//! Origin-destination flow matrix read from a CSV grid.
//!
//! The first row holds destination ids (its first cell labels the index column
//! and is ignored); each following row starts with an origin id.

use std::borrow::Cow;
use std::collections::hash_map::Entry;
use std::collections::HashMap;
use std::path::Path;

use encoding_rs::Encoding;
use log::{debug, info, warn};

use crate::error::{PipelineError, Result};
use crate::zone_index::parse_id;

/// Encodings tried for the CSV, in order; the first that reads wins.
pub const DEFAULT_CSV_ENCODINGS: &[&str] = &["utf-8", "gbk", "gb2312"];

const UTF8_BOM: &[u8] = b"\xEF\xBB\xBF";

#[derive(Debug, Clone, PartialEq)]
pub struct OdMatrix {
    row_ids: Vec<i64>,
    col_ids: Vec<i64>,
    rows: HashMap<i64, usize>,
    cols: HashMap<i64, usize>,
    /// Row-major, `row_ids.len() * col_ids.len()`.
    flows: Vec<f64>,
    encoding: Option<String>,
}

/// First position of each id; later repeats are reported and dropped.
fn first_positions(ids: &[i64], what: &str) -> (Vec<usize>, HashMap<i64, usize>) {
    let mut kept = Vec::with_capacity(ids.len());
    let mut positions = HashMap::with_capacity(ids.len());

    for (pos, &id) in ids.iter().enumerate() {
        match positions.entry(id) {
            Entry::Vacant(slot) => {
                slot.insert(kept.len());
                kept.push(pos);
            }
            Entry::Occupied(_) => warn!("Duplicate {} id {} ignored; the first one is used", what, id),
        }
    }

    (kept, positions)
}

fn parse_cell(text: &str) -> f64 {
    let text = text.trim();
    if text.is_empty() {
        return f64::NAN;
    }
    text.parse().unwrap_or(f64::NAN)
}

impl OdMatrix {
    /// Build from labelled rows. Short rows are padded with NaN and repeated
    /// ids keep their first occurrence.
    pub fn from_rows(row_ids: Vec<i64>, col_ids: Vec<i64>, values: Vec<Vec<f64>>) -> Self {
        let (kept_rows, rows) = first_positions(&row_ids, "origin");
        let (kept_cols, cols) = first_positions(&col_ids, "destination");

        let mut flows = Vec::with_capacity(kept_rows.len() * kept_cols.len());
        for &r in &kept_rows {
            let row = values.get(r).map(Vec::as_slice).unwrap_or(&[]);
            flows.extend(kept_cols.iter().map(|&c| row.get(c).copied().unwrap_or(f64::NAN)));
        }

        Self {
            row_ids: kept_rows.iter().map(|&r| row_ids[r]).collect(),
            col_ids: kept_cols.iter().map(|&c| col_ids[c]).collect(),
            rows,
            cols,
            flows,
            encoding: None,
        }
    }

    /// Read `path`, trying each encoding until one decodes and parses.
    pub fn load<E: AsRef<str>>(path: &Path, encodings: &[E]) -> Result<Self> {
        let bytes = std::fs::read(path).map_err(|e| PipelineError::OdMatrix {
            path: path.to_path_buf(),
            detail: e.to_string(),
        })?;

        let mut failures = Vec::new();

        for label in encodings.iter().map(AsRef::as_ref) {
            match Self::decode(&bytes, label).and_then(|text| Self::parse_str(&text)) {
                Ok(mut matrix) => {
                    let (rows, cols) = matrix.shape();
                    info!(
                        "Read OD matrix {} as {} ({} origins x {} destinations)",
                        path.display(),
                        label,
                        rows,
                        cols
                    );
                    matrix.encoding = Some(label.to_owned());
                    return Ok(matrix);
                }
                Err(reason) => {
                    debug!("OD matrix as {} failed: {}", label, reason);
                    failures.push(format!("{label}: {reason}"));
                }
            }
        }

        Err(PipelineError::OdMatrix {
            path: path.to_path_buf(),
            detail: if failures.is_empty() {
                "no encodings to try".to_owned()
            } else {
                failures.join("; ")
            },
        })
    }

    fn decode<'a>(bytes: &'a [u8], label: &str) -> std::result::Result<Cow<'a, str>, String> {
        let encoding: &'static Encoding =
            shpio::encoding_for_label(label).ok_or_else(|| format!("unknown encoding '{label}'"))?;
        let body = bytes.strip_prefix(UTF8_BOM).unwrap_or(bytes);

        encoding
            .decode_without_bom_handling_and_without_replacement(body)
            .ok_or_else(|| format!("not valid {}", encoding.name()))
    }

    /// Parse CSV text already decoded.
    pub fn parse_str(text: &str) -> std::result::Result<Self, String> {
        let mut reader = csv::ReaderBuilder::new()
            .has_headers(false)
            .flexible(true)
            .from_reader(text.as_bytes());
        let mut records = reader.records();

        let header = records
            .next()
            .ok_or_else(|| "empty file".to_owned())?
            .map_err(|e| e.to_string())?;

        let mut col_ids = Vec::new();
        let mut col_pos = Vec::new();
        for (pos, cell) in header.iter().enumerate().skip(1) {
            match parse_id(cell) {
                Some(id) => {
                    col_ids.push(id);
                    col_pos.push(pos);
                }
                None => warn!("Column header '{}' is not a zone id; column dropped", cell),
            }
        }

        let mut row_ids = Vec::new();
        let mut values = Vec::new();
        for record in records {
            let record = record.map_err(|e| e.to_string())?;
            let label = record.get(0).unwrap_or("");
            if record.iter().all(|cell| cell.trim().is_empty()) {
                continue;
            }
            let Some(id) = parse_id(label) else {
                warn!("Row label '{}' is not a zone id; row dropped", label);
                continue;
            };
            row_ids.push(id);
            values.push(
                col_pos
                    .iter()
                    .map(|&pos| record.get(pos).map_or(f64::NAN, parse_cell))
                    .collect(),
            );
        }

        Ok(Self::from_rows(row_ids, col_ids, values))
    }

    /// Flow from `origin` to `destination`, if both are in the matrix.
    pub fn flow(&self, origin: i64, destination: i64) -> Option<f64> {
        let r = *self.rows.get(&origin)?;
        let c = *self.cols.get(&destination)?;
        Some(self.flows[r * self.col_ids.len() + c])
    }

    pub fn has_origin(&self, id: i64) -> bool {
        self.rows.contains_key(&id)
    }

    pub fn has_destination(&self, id: i64) -> bool {
        self.cols.contains_key(&id)
    }

    /// `(origins, destinations)`.
    pub fn shape(&self) -> (usize, usize) {
        (self.row_ids.len(), self.col_ids.len())
    }

    pub fn origins(&self) -> &[i64] {
        &self.row_ids
    }

    pub fn destinations(&self) -> &[i64] {
        &self.col_ids
    }

    /// Encoding the matrix was read with; `None` when built in memory.
    pub fn encoding(&self) -> Option<&str> {
        self.encoding.as_deref()
    }
}

#[cfg(test)]
mod tests {
    use super::*;

    #[test]
    fn parses_labelled_grid() {
        let od = OdMatrix::parse_str(",1,2,3.0\n1,0,5,0\n2,3,,x\n3.0,0,0,0\n").unwrap();

        assert_eq!(od.shape(), (3, 3));
        assert_eq!(od.destinations(), &[1, 2, 3]);
        assert_eq!(od.flow(1, 2), Some(5.0));
        assert_eq!(od.flow(2, 1), Some(3.0));
        assert!(od.flow(2, 2).unwrap().is_nan());
        assert!(od.flow(2, 3).unwrap().is_nan());
        assert_eq!(od.flow(3, 3), Some(0.0));
        assert_eq!(od.flow(4, 1), None);
    }

    #[test]
    fn bad_labels_dropped_and_first_duplicate_wins() {
        let od = OdMatrix::parse_str("zone,1,total,1\n1,4,99,8\nsum,1,1,1\n1,6,0,0\n2,7\n").unwrap();

        assert_eq!(od.origins(), &[1, 2]);
        assert_eq!(od.destinations(), &[1]);
        assert_eq!(od.flow(1, 1), Some(4.0));
        assert_eq!(od.flow(2, 1), Some(7.0));
    }

    #[test]
    fn short_rows_are_padded() {
        let od = OdMatrix::from_rows(vec![1, 2], vec![1, 2], vec![vec![1.0]]);
        assert_eq!(od.flow(1, 1), Some(1.0));
        assert!(od.flow(1, 2).unwrap().is_nan());
        assert!(od.flow(2, 1).unwrap().is_nan());
    }

    #[test]
    fn load_falls_through_to_gbk() {
        let dir = tempfile::tempdir().unwrap();
        let path = dir.path().join("od.csv");
        let (bytes, _, _) = encoding_rs::GBK.encode("编号,10,20\n10,0,1.5\n20,2,0\n");
        std::fs::write(&path, &bytes).unwrap();

        let od = OdMatrix::load(&path, DEFAULT_CSV_ENCODINGS).unwrap();
        assert_eq!(od.encoding(), Some("gbk"));
        assert_eq!(od.flow(10, 20), Some(1.5));
    }

    #[test]
    fn bom_is_stripped() {
        let dir = tempfile::tempdir().unwrap();
        let path = dir.path().join("od.csv");
        std::fs::write(&path, b"\xEF\xBB\xBF,7\n7,1\n").unwrap();

        let od = OdMatrix::load(&path, &["utf-8"]).unwrap();
        assert_eq!(od.flow(7, 7), Some(1.0));
    }

    #[test]
    fn every_encoding_failing_names_them_all() {
        let dir = tempfile::tempdir().unwrap();
        let path = dir.path().join("od.csv");
        std::fs::write(&path, b",1\n1,\xFF\xFF\xFF\n").unwrap();

        match OdMatrix::load(&path, &["utf-8", "nope"]) {
            Err(PipelineError::OdMatrix { detail, .. }) => {
                assert!(detail.contains("utf-8:"), "{detail}");
                assert!(detail.contains("unknown encoding 'nope'"), "{detail}");
            }
            other => panic!("expected an OD matrix error, got {other:?}"),
        }
    }
}
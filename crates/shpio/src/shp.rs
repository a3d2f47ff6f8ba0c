//! `.shp` geometry records and the `.shx` offset index.

use std::fs::File;
use std::io::{self, BufWriter, ErrorKind, Write};
use std::path::Path;

use crate::cursor::{
    bad, be_i32, le_f64, le_i32, need, take, write_be_i32, write_f64, write_i32,
};

pub const SHP_FILE_CODE: i32 = 9994;
pub const SHP_VERSION: i32 = 1000;
pub const SHP_HEADER_LEN: usize = 100;

#[derive(Debug, Clone, Copy, PartialEq, Eq)]
#[repr(i32)]
pub enum ShapeType {
    Null = 0,
    Point = 1,
    PolyLine = 3,
    Polygon = 5,
    MultiPoint = 8,
    PointZ = 11,
    PolyLineZ = 13,
    PolygonZ = 15,
    MultiPointZ = 18,
    PointM = 21,
    PolyLineM = 23,
    PolygonM = 25,
    MultiPointM = 28,
}

impl ShapeType {
    pub fn from_code(code: i32) -> Option<Self> {
        let t = match code {
            0 => ShapeType::Null,
            1 => ShapeType::Point,
            3 => ShapeType::PolyLine,
            5 => ShapeType::Polygon,
            8 => ShapeType::MultiPoint,
            11 => ShapeType::PointZ,
            13 => ShapeType::PolyLineZ,
            15 => ShapeType::PolygonZ,
            18 => ShapeType::MultiPointZ,
            21 => ShapeType::PointM,
            23 => ShapeType::PolyLineM,
            25 => ShapeType::PolygonM,
            28 => ShapeType::MultiPointM,
            _ => return None,
        };
        Some(t)
    }

    /// The 2-D type carrying the same XY layout; Z and M values are dropped on read.
    pub fn planar(self) -> Self {
        match self {
            ShapeType::PointZ | ShapeType::PointM => ShapeType::Point,
            ShapeType::PolyLineZ | ShapeType::PolyLineM => ShapeType::PolyLine,
            ShapeType::PolygonZ | ShapeType::PolygonM => ShapeType::Polygon,
            ShapeType::MultiPointZ | ShapeType::MultiPointM => ShapeType::MultiPoint,
            other => other,
        }
    }
}

/// One record's geometry. Parts and rings are kept exactly as stored; ring
/// orientation is left for the caller to interpret.
#[derive(Debug, Clone, PartialEq)]
pub enum Shape {
    Null,
    Point([f64; 2]),
    MultiPoint(Vec<[f64; 2]>),
    PolyLine(Vec<Vec<[f64; 2]>>),
    Polygon(Vec<Vec<[f64; 2]>>),
}

impl Shape {
    pub fn shape_type(&self) -> ShapeType {
        match self {
            Shape::Null => ShapeType::Null,
            Shape::Point(_) => ShapeType::Point,
            Shape::MultiPoint(_) => ShapeType::MultiPoint,
            Shape::PolyLine(_) => ShapeType::PolyLine,
            Shape::Polygon(_) => ShapeType::Polygon,
        }
    }

    fn for_each_point(&self, mut f: impl FnMut([f64; 2])) {
        match self {
            Shape::Null => {}
            Shape::Point(p) => f(*p),
            Shape::MultiPoint(pts) => pts.iter().copied().for_each(f),
            Shape::PolyLine(parts) | Shape::Polygon(parts) => {
                parts.iter().flatten().copied().for_each(f)
            }
        }
    }

    /// Record content size in bytes (excluding the 8-byte record header).
    fn content_len(&self) -> usize {
        match self {
            Shape::Null => 4,
            Shape::Point(_) => 4 + 16,
            Shape::MultiPoint(pts) => 4 + 32 + 4 + 16 * pts.len(),
            Shape::PolyLine(parts) | Shape::Polygon(parts) => {
                let points: usize = parts.iter().map(Vec::len).sum();
                4 + 32 + 4 + 4 + 4 * parts.len() + 16 * points
            }
        }
    }
}

/// `[xmin, ymin, xmax, ymax]` over every point, or zeros when there are none.
fn bbox_of<'a>(shapes: impl IntoIterator<Item = &'a Shape>) -> [f64; 4] {
    let mut bb = [f64::INFINITY, f64::INFINITY, f64::NEG_INFINITY, f64::NEG_INFINITY];

    for shape in shapes {
        shape.for_each_point(|[x, y]| {
            bb[0] = bb[0].min(x);
            bb[1] = bb[1].min(y);
            bb[2] = bb[2].max(x);
            bb[3] = bb[3].max(y);
        });
    }

    if bb[0].is_finite() {
        bb
    } else {
        [0.0; 4]
    }
}

fn count(v: i32, what: &str) -> io::Result<usize> {
    usize::try_from(v).map_err(|_| bad(format!("negative {what} count {v}")))
}

fn read_points(p: &mut &[u8], n: usize) -> io::Result<Vec<[f64; 2]>> {
    let bytes = n.checked_mul(16).ok_or_else(|| bad("point block size overflow"))?;
    need(p, bytes)?;
    let raw = take(p, bytes)?;

    #[cfg(target_endian = "little")]
    {
        // Records are only 2-byte aligned, so read each pair unaligned.
        Ok(raw
            .chunks_exact(16)
            .map(bytemuck::pod_read_unaligned::<[f64; 2]>)
            .collect())
    }

    #[cfg(not(target_endian = "little"))]
    {
        let mut raw = raw;
        let mut pts = Vec::with_capacity(n);
        for _ in 0..n {
            pts.push([le_f64(&mut raw)?, le_f64(&mut raw)?]);
        }
        Ok(pts)
    }
}

fn parse_shape(mut c: &[u8]) -> io::Result<Shape> {
    let code = le_i32(&mut c)?;
    let shape_type =
        ShapeType::from_code(code).ok_or_else(|| bad(format!("unknown shape type {code}")))?;

    let shape = match shape_type.planar() {
        ShapeType::Null => Shape::Null,
        ShapeType::Point => Shape::Point([le_f64(&mut c)?, le_f64(&mut c)?]),
        ShapeType::MultiPoint => {
            take(&mut c, 32)?; // bbox
            let n = count(le_i32(&mut c)?, "point")?;
            Shape::MultiPoint(read_points(&mut c, n)?)
        }
        ShapeType::PolyLine | ShapeType::Polygon => {
            take(&mut c, 32)?; // bbox
            let num_parts = count(le_i32(&mut c)?, "part")?;
            let num_points = count(le_i32(&mut c)?, "point")?;

            need(c, num_parts.saturating_mul(4))?;
            let mut starts = Vec::with_capacity(num_parts);
            for _ in 0..num_parts {
                starts.push(count(le_i32(&mut c)?, "part offset")?);
            }

            let points = read_points(&mut c, num_points)?;

            let mut parts = Vec::with_capacity(num_parts);
            for (i, &start) in starts.iter().enumerate() {
                let end = starts.get(i + 1).copied().unwrap_or(num_points);
                if start > end || end > num_points {
                    return Err(bad("part offsets out of order"));
                }
                parts.push(points[start..end].to_vec());
            }

            if shape_type.planar() == ShapeType::Polygon {
                Shape::Polygon(parts)
            } else {
                Shape::PolyLine(parts)
            }
        }
        _ => unreachable!("planar() only yields 2-D types"),
    };

    Ok(shape)
}

/// Parse a `.shp` file image into its declared shape type and records.
pub fn parse_shp_bytes(bytes: &[u8]) -> io::Result<(ShapeType, Vec<Shape>)> {
    let mut p = bytes;

    // Header: the first seven words are big-endian, the rest little-endian.
    if be_i32(&mut p)? != SHP_FILE_CODE {
        return Err(bad("bad shapefile file code"));
    }
    take(&mut p, 20)?;

    let file_words = count(be_i32(&mut p)?, "file length")?;
    if le_i32(&mut p)? != SHP_VERSION {
        return Err(bad("unsupported shapefile version"));
    }

    let code = le_i32(&mut p)?;
    let shape_type =
        ShapeType::from_code(code).ok_or_else(|| bad(format!("unknown shape type {code}")))?;
    take(&mut p, 64)?; // xy bbox, z range, m range

    // Trust the declared length, but never read past what is actually there.
    let end = file_words.saturating_mul(2).min(bytes.len()).max(SHP_HEADER_LEN);
    let mut body = &bytes[SHP_HEADER_LEN..end];

    let mut shapes = Vec::new();
    while body.len() >= 8 {
        let _record_number = be_i32(&mut body)?;
        let words = count(be_i32(&mut body)?, "record length")?;
        let content = take(&mut body, words.saturating_mul(2))?;
        shapes.push(parse_shape(content)?);
    }

    Ok((shape_type, shapes))
}

fn write_header<W: Write>(
    w: &mut W,
    file_bytes: usize,
    shape_type: ShapeType,
    bbox: [f64; 4],
) -> io::Result<()> {
    let words = i32::try_from(file_bytes / 2)
        .map_err(|_| io::Error::new(ErrorKind::InvalidInput, "shapefile exceeds 2 GiB"))?;

    write_be_i32(w, SHP_FILE_CODE)?;
    for _ in 0..5 {
        write_be_i32(w, 0)?;
    }
    write_be_i32(w, words)?;
    write_i32(w, SHP_VERSION)?;
    write_i32(w, shape_type as i32)?;

    for v in bbox {
        write_f64(w, v)?;
    }

    // Z and M ranges are unused for 2-D types.
    for _ in 0..4 {
        write_f64(w, 0.0)?;
    }

    Ok(())
}

fn write_shape<W: Write>(w: &mut W, shape: &Shape) -> io::Result<()> {
    write_i32(w, shape.shape_type() as i32)?;

    match shape {
        Shape::Null => {}
        Shape::Point([x, y]) => {
            write_f64(w, *x)?;
            write_f64(w, *y)?;
        }
        Shape::MultiPoint(pts) => {
            for v in bbox_of([shape]) {
                write_f64(w, v)?;
            }
            write_i32(w, pts.len() as i32)?;
            for [x, y] in pts {
                write_f64(w, *x)?;
                write_f64(w, *y)?;
            }
        }
        Shape::PolyLine(parts) | Shape::Polygon(parts) => {
            for v in bbox_of([shape]) {
                write_f64(w, v)?;
            }

            let total: usize = parts.iter().map(Vec::len).sum();
            write_i32(w, parts.len() as i32)?;
            write_i32(w, total as i32)?;

            let mut start = 0usize;
            for part in parts {
                write_i32(w, start as i32)?;
                start += part.len();
            }

            for [x, y] in parts.iter().flatten() {
                write_f64(w, *x)?;
                write_f64(w, *y)?;
            }
        }
    }

    Ok(())
}

/// Write the `.shp` records and their `.shx` index. Every shape must either be
/// `Null` or match `shape_type`.
pub fn write_shp<P: AsRef<Path>, Q: AsRef<Path>>(
    shp_path: P,
    shx_path: Q,
    shape_type: ShapeType,
    shapes: &[Shape],
) -> io::Result<()> {
    if let Some(odd) = shapes
        .iter()
        .find(|s| !matches!(s, Shape::Null) && s.shape_type() != shape_type)
    {
        return Err(io::Error::new(
            ErrorKind::InvalidInput,
            format!("{:?} record in a {:?} layer", odd.shape_type(), shape_type),
        ));
    }

    let bbox = bbox_of(shapes);
    let shp_bytes = SHP_HEADER_LEN + shapes.iter().map(|s| 8 + s.content_len()).sum::<usize>();
    let shx_bytes = SHP_HEADER_LEN + 8 * shapes.len();

    let mut shp = BufWriter::new(File::create(shp_path)?);
    let mut shx = BufWriter::new(File::create(shx_path)?);

    write_header(&mut shp, shp_bytes, shape_type, bbox)?;
    write_header(&mut shx, shx_bytes, shape_type, bbox)?;

    let mut offset = SHP_HEADER_LEN;
    for (index, shape) in shapes.iter().enumerate() {
        let content = shape.content_len();

        write_be_i32(&mut shp, index as i32 + 1)?;
        write_be_i32(&mut shp, (content / 2) as i32)?;
        write_shape(&mut shp, shape)?;

        write_be_i32(&mut shx, (offset / 2) as i32)?;
        write_be_i32(&mut shx, (content / 2) as i32)?;

        offset += 8 + content;
    }

    shp.flush()?;
    shx.flush()?;

    Ok(())
}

* [ASSIGNMENT] Set the entries down again exactly, beginning with their first line and ending with the line that contains "fn first_positions(ids: &[i64], what: &str)"; omit all other lines.

* [RESPONSE BOX]
//! Origin-destination flow matrix read from a CSV grid.
//!
//! The first row holds destination ids (its first cell labels the index column
//! and is ignored); each following row starts with an origin id.

use std::borrow::Cow;
use std::collections::hash_map::Entry;
use std::collections::HashMap;
use std::path::Path;

use encoding_rs::Encoding;
use log::{debug, info, warn};

use crate::error::{PipelineError, Result};
use crate::zone_index::parse_id;

/// Encodings tried for the CSV, in order; the first that reads wins.
pub const DEFAULT_CSV_ENCODINGS: &[&str] = &["utf-8", "gbk", "gb2312"];

const UTF8_BOM: &[u8] = b"\xEF\xBB\xBF";

#[derive(Debug, Clone, PartialEq)]
pub struct OdMatrix {
    row_ids: Vec<i64>,
    col_ids: Vec<i64>,
    rows: HashMap<i64, usize>,
    cols: HashMap<i64, usize>,
    /// Row-major, `row_ids.len() * col_ids.len()`.
    flows: Vec<f64>,
    encoding: Option<String>,
}

/// First position of each id; later repeats are reported and dropped.
fn first_positions(ids: &[i64], what: &str) -> (Vec<usize>, HashMap<i64, usize>) {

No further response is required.